Linux command
scrapy 命令
文件
复制后可按需替换文件名、目录或参数。
常用示例
Create new project
scrapy startproject [project_name]
Generate spider
scrapy genspider [spider_name] [domain.com]
Run spider
scrapy crawl [spider_name]
Run spider and save to file
scrapy crawl [spider_name] -o [output.json]
Interactive shell for testing
scrapy shell "[https://example.com]"
Check spider contracts
scrapy check [spider_name]
List available spiders
scrapy list
Fetch URL and show response
scrapy fetch [https://example.com]
说明
Scrapy is a Python framework for web scraping and crawling. It handles requests, parsing, and data extraction with built-in support for following links, handling cookies, and respecting robots.txt. Projects contain spiders - classes that define how to scrape sites. Spiders specify start URLs, parse response with CSS/XPath selectors, and yield items or further requests. The shell command provides interactive testing. You can experiment with selectors on live pages before writing spider code. Response object methods match spider context. Items define the data structure being scraped.
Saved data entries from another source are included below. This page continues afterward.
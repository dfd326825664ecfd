//! Per-screen load orchestration on top of the caches.
//!
//! A screen paints whatever is cached first, refreshes every slice in
//! parallel, only signals layout changes that really happened, and polls
//! live data for as long as it is mounted.

mod poller;
mod remote;
mod settlement;
mod state;

pub use poller::Poller;
pub use remote::{CharacterPosition, SettlementApi};
pub use settlement::{LoadOutcome, ScreenEvent, ScreenView, SettlementScreen, Slice};
pub use state::{ScreenPhase, SliceState};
Item pipelines process scraped data: validation, cleaning, storage to databases or files. Multiple output formats are supported. Middleware handles request/response processing: user agents, proxies, retries, cookies. Settings control behavior: concurrency, delays, download timeouts, and more. Extensions add functionality: stats collection, throttling, autothrottle, and custom callbacks.
参数
- startproject _NAME_
- Create new Scrapy project.
- genspider _NAME_ _DOMAIN_
- Generate spider from template.
- crawl _SPIDER_
- Run a spider.
- shell _URL_
- Interactive shell for testing.
- list
- List available spiders.
- check _SPIDER_
- Run contract checks.
- fetch _URL_
- Fetch URL and print.
- view _URL_
- Open URL in browser.
- parse _URL_
- Parse URL with spider.
- runspider _FILE_
- Run spider from file.
- -o _FILE_, --output _FILE_
- Append crawled items to a file. Format is inferred from the extension (json, jsonl, csv, xml).
- -O _FILE_, --overwrite-output _FILE_
- Same as -o but overwrites any existing file.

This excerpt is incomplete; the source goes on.